On what would have been the 50th anniversary of Glastonbury, the BBC celebrated the Festival’s big 5-0 across television, the iPlayer, radio and BBC Sounds with a mammoth an archive which included sets and live presentation from Clara Amfo, Lauren Laverne Jo Whiley, Mark Radcliffe and Edith Bowman – and artists including Laura Marling, Arlo Parks and Nubya Garcia also playing live performances from Worthy Farm.
Running from 10am local time on Thursday 25 June until late on Monday 29 June – the Beeb’s ‘Glastonbury Experience’ aimed to bring the spirit of the legendary festival to viewers at home by broadcasting past performances.
In addition to broadcasting sets on TV (BBC Two and BBC Four), including Adele (2016), Beyoncé (2011), Coldplay (2016), Jay-Z (2008) and David Bowie (2000) – the first time Bowie’s performance has ever been broadcast in full – the BBC also created a ‘pop-up’ Glastonbury Experience channel on iPlayer. That channel additionally featured shows by the likes of Stormzy (2019), Radiohead (1997), Christine and the Queens (2016), Billie Eilish (2019) and a rarely seen before Oasis set from 1994 amongst many more.

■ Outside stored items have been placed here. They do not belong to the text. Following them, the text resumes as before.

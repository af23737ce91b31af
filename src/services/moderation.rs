//! Moderation authorization guard
//!
//! Stateless policy checks for every status-changing operation. Callers pass
//! the resolved identities in explicitly, so the rules are plain functions of
//! their arguments and testable without any session machinery or I/O.

use crate::models::event::{Event, EventStatus};
use crate::models::user::User;
use crate::utils::errors::{ConvivioError, Result};

pub struct ModerationGuard;

impl ModerationGuard {
    /// Only the organizer may withdraw a proposal, and only while it is
    /// still pending.
    pub fn can_withdraw(caller_id: i64, event: &Event) -> Result<()> {
        if event.organizer_id != caller_id {
            return Err(ConvivioError::Forbidden(
                "only the organizer may withdraw a proposal".to_string(),
            ));
        }

        if event.status != EventStatus::Pending {
            return Err(ConvivioError::InvalidState(
                "only pending events can be withdrawn".to_string(),
            ));
        }

        Ok(())
    }

    /// Only the owner of the event's venue may approve or reject it.
    pub fn can_decide(caller_id: i64, venue_owner_id: i64) -> Result<()> {
        if venue_owner_id != caller_id {
            return Err(ConvivioError::Forbidden(
                "only the venue owner may moderate events at this venue".to_string(),
            ));
        }

        Ok(())
    }

    /// Only the owner of the event's venue may cancel a confirmed event, and
    /// only while it is approved.
    pub fn can_cancel_approved(caller_id: i64, venue_owner_id: i64, event: &Event) -> Result<()> {
        if venue_owner_id != caller_id {
            return Err(ConvivioError::Forbidden(
                "only the venue owner may cancel events at this venue".to_string(),
            ));
        }

        if event.status != EventStatus::Approved {
            return Err(ConvivioError::InvalidState(
                "only approved events can be cancelled".to_string(),
            ));
        }

        Ok(())
    }

    /// Only an administrator may delete an event unconditionally.
    pub fn can_admin_delete(caller: &User) -> Result<()> {
        if !caller.role.is_admin() {
            return Err(ConvivioError::Forbidden(
                "only an administrator may delete events".to_string(),
            ));
        }

        Ok(())
    }

    /// Only an administrator may ban a user; never themselves, never another
    /// administrator.
    pub fn can_ban(caller: &User, target: &User) -> Result<()> {
        if !caller.role.is_admin() {
            return Err(ConvivioError::Forbidden(
                "only an administrator may ban users".to_string(),
            ));
        }

        if target.id == caller.id {
            return Err(ConvivioError::Forbidden(
                "administrators cannot ban themselves".to_string(),
            ));
        }

        if target.role.is_admin() {
            return Err(ConvivioError::Forbidden(
                "administrators cannot ban other administrators".to_string(),
            ));
        }

        Ok(())
    }
}
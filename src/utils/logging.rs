//! Logging configuration and setup
//!
//! This module provides logging initialization and structured logging
//! utilities for the Convivio application.

use tracing::{info, warn};
use tracing_subscriber::{layer::SubscriberExt, util::SubscriberInitExt};

use crate::config::LoggingConfig;
use crate::utils::errors::Result;

/// Initialize logging based on configuration
pub fn init_logging(config: &LoggingConfig) -> Result<()> {
    let file_appender = tracing_appender::rolling::daily(&config.file_path, "convivio.log");
    let (non_blocking, _guard) = tracing_appender::non_blocking(file_appender);

    tracing_subscriber::registry()
        .with(tracing_subscriber::EnvFilter::new(&config.level))
        .with(tracing_subscriber::fmt::layer().with_writer(std::io::stdout))
        .with(tracing_subscriber::fmt::layer().with_writer(non_blocking))
        .init();

    info!("Logging initialized with level: {}", config.level);
    Ok(())
}

/// Log event management actions with structured data
pub fn log_event_action(event_id: i64, action: &str, user_id: i64, details: Option<&str>) {
    info!(
        event_id = event_id,
        action = action,
        user_id = user_id,
        details = details,
        "Event action performed"
    );
}

/// Log admin actions
pub fn log_admin_action(admin_id: i64, action: &str, target: Option<&str>) {
    warn!(
        admin_id = admin_id,
        action = action,
        target = target,
        "Admin action performed"
    );
}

On TV, Adele’s 2016 set was the most-watched programme on BBC Two, with an audience of 2.1m – which is the biggest audience for a BBC Two Glastonbury programme since 2017. While Sunday evening’s edition of Glastonbury Backstage Acoustics was BBC Four’s highest viewed programme, with an audience of 261,000 – followed closely by Nile Rodgers & Chic’s performance from 2017, which drew 258,000.

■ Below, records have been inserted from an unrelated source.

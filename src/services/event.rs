//! Event lifecycle service
//!
//! Owns event records and their state transitions: proposal, moderation
//! decision, organizer withdrawal, venue-owner cancellation and
//! administrative deletion. Enrollment side effects go through the enrollment
//! ledger; cascading deletes run in a single transaction that locks the event
//! row first, so a deletion can never interleave with a concurrent join.

use tracing::{debug, info};

use crate::database::DatabaseService;
use crate::models::event::{Decision, Event, EventStatus, Participation, ProposeEventRequest};
use crate::services::enrollment::EnrollmentService;
use crate::services::moderation::ModerationGuard;
use crate::utils::errors::{ConvivioError, Result};

#[derive(Clone)]
pub struct EventService {
    db: DatabaseService,
    enrollment: EnrollmentService,
}

impl EventService {
    pub fn new(db: DatabaseService, enrollment: EnrollmentService) -> Self {
        Self { db, enrollment }
    }

    /// Propose a new event at a venue.
    ///
    /// Created `Pending`, unless the organizer owns the venue: then the event
    /// is approved on the spot and the organizer takes the first seat, in the
    /// same transaction.
    pub async fn propose(&self, request: ProposeEventRequest, organizer_id: i64) -> Result<Event> {
        debug!(
            organizer_id = organizer_id,
            venue_id = request.venue_id,
            title = %request.title,
            "Proposing event"
        );

        validate_proposal(&request)?;

        let organizer = self
            .db
            .users
            .find_by_id(organizer_id)
            .await?
            .ok_or(ConvivioError::Unauthenticated)?;

        let venue = self
            .db
            .venues
            .find_by_id(request.venue_id)
            .await?
            .ok_or(ConvivioError::VenueNotFound { venue_id: request.venue_id })?;

        if venue.max_capacity > 0 && request.capacity > venue.max_capacity {
            return Err(ConvivioError::Validation(format!(
                "capacity {} exceeds the venue ceiling of {}",
                request.capacity, venue.max_capacity
            )));
        }

        let status = if venue.owner_id == organizer.id {
            EventStatus::Approved
        } else {
            EventStatus::Pending
        };

        let mut tx = self.db.pool().begin().await?;
        let event = self.db.events.insert(&mut tx, &request, organizer.id, status).await?;

        // A self-approved event starts with its organizer enrolled.
        if event.status == EventStatus::Approved {
            self.enrollment.enroll_in_tx(&mut tx, event.id, organizer.id).await?;
        }

        tx.commit().await?;

        info!(
            event_id = event.id,
            organizer_id = organizer.id,
            venue_id = venue.id,
            status = %event.status,
            "Event proposed"
        );
        Ok(event)
    }

    /// Approve or reject a pending event.
    ///
    /// The decider must own the event's venue. Approval stores the moderator
    /// comment and enrolls the organizer (idempotently); rejection requires a
    /// non-empty reason. Decided events cannot be decided again.
    pub async fn decide(
        &self,
        event_id: i64,
        decider_id: i64,
        decision: Decision,
        comment: &str,
    ) -> Result<Event> {
        debug!(
            event_id = event_id,
            decider_id = decider_id,
            decision = ?decision,
            "Moderating event"
        );

        self.db
            .users
            .find_by_id(decider_id)
            .await?
            .ok_or(ConvivioError::Unauthenticated)?;

        let mut tx = self.db.pool().begin().await?;

        let event = self
            .db
            .events
            .lock_by_id(&mut tx, event_id)
            .await?
            .ok_or(ConvivioError::EventNotFound { event_id })?;

        let venue = self
            .db
            .venues
            .find_by_id(event.venue_id)
            .await?
            .ok_or(ConvivioError::VenueNotFound { venue_id: event.venue_id })?;

        ModerationGuard::can_decide(decider_id, venue.owner_id)?;

        let target = decision.status();
        if !event.status.can_transition_to(target) {
            return Err(ConvivioError::InvalidStateTransition {
                from: event.status,
                to: target,
            });
        }

        let updated = match decision {
            Decision::Approved => {
                let comment = Some(comment.trim()).filter(|c| !c.is_empty());
                self.db
                    .events
                    .set_decision(&mut tx, event_id, target, comment, None)
                    .await?
            }
            Decision::Rejected => {
                let reason = comment.trim();
                if reason.is_empty() {
                    return Err(ConvivioError::Validation(
                        "a rejection reason is required".to_string(),
                    ));
                }
                self.db
                    .events
                    .set_decision(&mut tx, event_id, target, None, Some(reason))
                    .await?
            }
        };

        if decision == Decision::Approved {
            // Idempotent: the organizer may already hold a seat.
            match self.enrollment.enroll_in_tx(&mut tx, event_id, event.organizer_id).await {
                Ok(_) | Err(ConvivioError::AlreadyEnrolled { .. }) => {}
                Err(e) => return Err(e),
            }
        }

        tx.commit().await?;

        info!(
            event_id = event_id,
            decider_id = decider_id,
            status = %updated.status,
            "Event moderated"
        );
        Ok(updated)
    }

    /// Organizer retracts their own proposal while it is still pending.
    /// No participations can exist before approval, so there is nothing to
    /// cascade.
    pub async fn withdraw(&self, event_id: i64, organizer_id: i64) -> Result<()> {
        debug!(event_id = event_id, organizer_id = organizer_id, "Withdrawing event proposal");

        let mut tx = self.db.pool().begin().await?;

        let event = self
            .db
            .events
            .lock_by_id(&mut tx, event_id)
            .await?
            .ok_or(ConvivioError::EventNotFound { event_id })?;

        ModerationGuard::can_withdraw(organizer_id, &event)?;

        self.db.events.delete(&mut tx, event_id).await?;
        tx.commit().await?;

        info!(event_id = event_id, organizer_id = organizer_id, "Event proposal withdrawn");
        Ok(())
    }

    /// Venue owner cancels a confirmed event. Purge-then-delete runs under
    /// the event-row lock, so no join can survive the cancellation.
    pub async fn cancel_approved(&self, event_id: i64, owner_id: i64) -> Result<()> {
        debug!(event_id = event_id, owner_id = owner_id, "Cancelling approved event");

        let mut tx = self.db.pool().begin().await?;

        let event = self
            .db
            .events
            .lock_by_id(&mut tx, event_id)
            .await?
            .ok_or(ConvivioError::EventNotFound { event_id })?;

        let venue = self
            .db
            .venues
            .find_by_id(event.venue_id)
            .await?
            .ok_or(ConvivioError::VenueNotFound { venue_id: event.venue_id })?;

        ModerationGuard::can_cancel_approved(owner_id, venue.owner_id, &event)?;

        let purged = self.db.participations.purge_for_event(&mut tx, event_id).await?;
        self.db.events.delete(&mut tx, event_id).await?;
        tx.commit().await?;

        info!(
            event_id = event_id,
            owner_id = owner_id,
            purged = purged,
            "Approved event cancelled"
        );
        Ok(())
    }

    /// Unconditional deletion by an administrator, any status. Same cascade
    /// as cancellation, no ownership check.
    pub async fn admin_delete(&self, event_id: i64, admin_id: i64) -> Result<()> {
        debug!(event_id = event_id, admin_id = admin_id, "Admin deleting event");

        let admin = self
            .db
            .users
            .find_by_id(admin_id)
            .await?
            .ok_or(ConvivioError::Unauthenticated)?;

        ModerationGuard::can_admin_delete(&admin)?;

        let mut tx = self.db.pool().begin().await?;

        self.db
            .events
            .lock_by_id(&mut tx, event_id)
            .await?
            .ok_or(ConvivioError::EventNotFound { event_id })?;

        let purged = self.db.participations.purge_for_event(&mut tx, event_id).await?;
        self.db.events.delete(&mut tx, event_id).await?;
        tx.commit().await?;

        info!(event_id = event_id, admin_id = admin_id, purged = purged, "Event deleted by admin");
        Ok(())
    }

    /// Get an event by id
    pub async fn get(&self, event_id: i64) -> Result<Event> {
        self.db
            .events
            .find_by_id(event_id)
            .await?
            .ok_or(ConvivioError::EventNotFound { event_id })
    }

    /// All events with a given status
    pub async fn list_by_status(&self, status: EventStatus) -> Result<Vec<Event>> {
        self.db.events.list_by_status(status).await
    }

    /// All approved events
    pub async fn list_approved(&self) -> Result<Vec<Event>> {
        self.db.events.list_by_status(EventStatus::Approved).await
    }

    /// Events visible on the public board (approved or pending)
    pub async fn list_approved_or_pending(&self) -> Result<Vec<Event>> {
        self.db.events.list_approved_or_pending().await
    }

    /// Events hosted at a venue
    pub async fn list_by_venue(&self, venue_id: i64) -> Result<Vec<Event>> {
        self.db.events.list_by_venue(venue_id).await
    }

    /// Events created by a user
    pub async fn list_created_by_user(&self, user_id: i64) -> Result<Vec<Event>> {
        self.db.events.list_by_organizer(user_id).await
    }

    /// Events a user has joined
    pub async fn list_joined_by_user(&self, user_id: i64) -> Result<Vec<Event>> {
        self.db.events.list_joined_by_user(user_id).await
    }

    /// Pending proposals across every venue the owner runs
    pub async fn list_pending_for_venue_owner(&self, owner_id: i64) -> Result<Vec<Event>> {
        self.db.events.list_by_owner_and_status(owner_id, EventStatus::Pending).await
    }

    /// Approved events across every venue the owner runs
    pub async fn list_approved_for_venue_owner(&self, owner_id: i64) -> Result<Vec<Event>> {
        self.db.events.list_by_owner_and_status(owner_id, EventStatus::Approved).await
    }

    /// Participants of an event, in registration order
    pub async fn list_participants(&self, event_id: i64) -> Result<Vec<Participation>> {
        self.db.participations.list_by_event(event_id).await
    }

    /// Whether a user is enrolled in an event
    pub async fn is_enrolled(&self, event_id: i64, user_id: i64) -> Result<bool> {
        self.db.participations.is_enrolled(event_id, user_id).await
    }
}

fn validate_proposal(request: &ProposeEventRequest) -> Result<()> {
    if request.title.trim().is_empty() {
        return Err(ConvivioError::Validation("a title is required".to_string()));
    }

    if request.capacity <= 0 {
        return Err(ConvivioError::Validation(
            "capacity must be a positive number".to_string(),
        ));
    }

    Ok(())
}

#[cfg(test)]
mod tests {
    use super::*;
    use chrono::Utc;

    fn request(title: &str, capacity: i32) -> ProposeEventRequest {
        ProposeEventRequest {
            title: title.to_string(),
            description: None,
            event_date: Utc::now(),
            capacity,
            venue_id: 1,
            category_id: None,
        }
    }

    #[test]
    fn test_proposal_requires_title() {
        assert!(validate_proposal(&request("  ", 10)).is_err());
        assert!(validate_proposal(&request("Pizza night", 10)).is_ok());
    }

    #[test]
    fn test_proposal_requires_positive_capacity() {
        assert!(validate_proposal(&request("Pizza night", 0)).is_err());
        assert!(validate_proposal(&request("Pizza night", -3)).is_err());
        assert!(validate_proposal(&request("Pizza night", 1)).is_ok());
    }
}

“We are thrilled with our audiences’ response to The Glastonbury Experience on the BBC last weekend, which gave all of us music lovers the chance to relive classic performances and sets from the festival across TV, radio and online,” said Lorna Clarke, controller, BBC Pop. “Seeing the reactions from viewers and artists on social media was a joy, and early indications are that millions of people enjoyed our content. Our thanks go to Michael and Emily Eavis for allowing the BBC to broadcast live from Worthy Farm – and we look forward to the return of the festival itself next year.”
“It was surreal and poignant to be presenting from Worthy Farm without the crowds,” said Jo Whiley. “I know many people were left with a Glastonbury-sized hole in their lives this year and so I’m very glad and proud that we could help to lift their spirits and bring comfort and joy through the music of Glastonbury on the BBC.”
Glastonbury organiser, Emily Eavis said: “Wow, for a year without a festival it really was our biggest gathering yet.. over ten million people tuned in. Very grateful to everyone for sharing all your Glastonbury home set ups, all the memories and thanks to the BBC for pulling it all together”
In a message from organisers, announcing the Festival’s cancellation earlier in the year – Michael and Emily Eavis explained that cancelling this year’s event was their “only viable option” following “new government measures” to prevent the spread of the pandemic – saying: “We’re so sorry that this decision has been made. It was not through choice. But we look forward to welcoming you back to these fields next year and until then, we send our love and support to all of you.”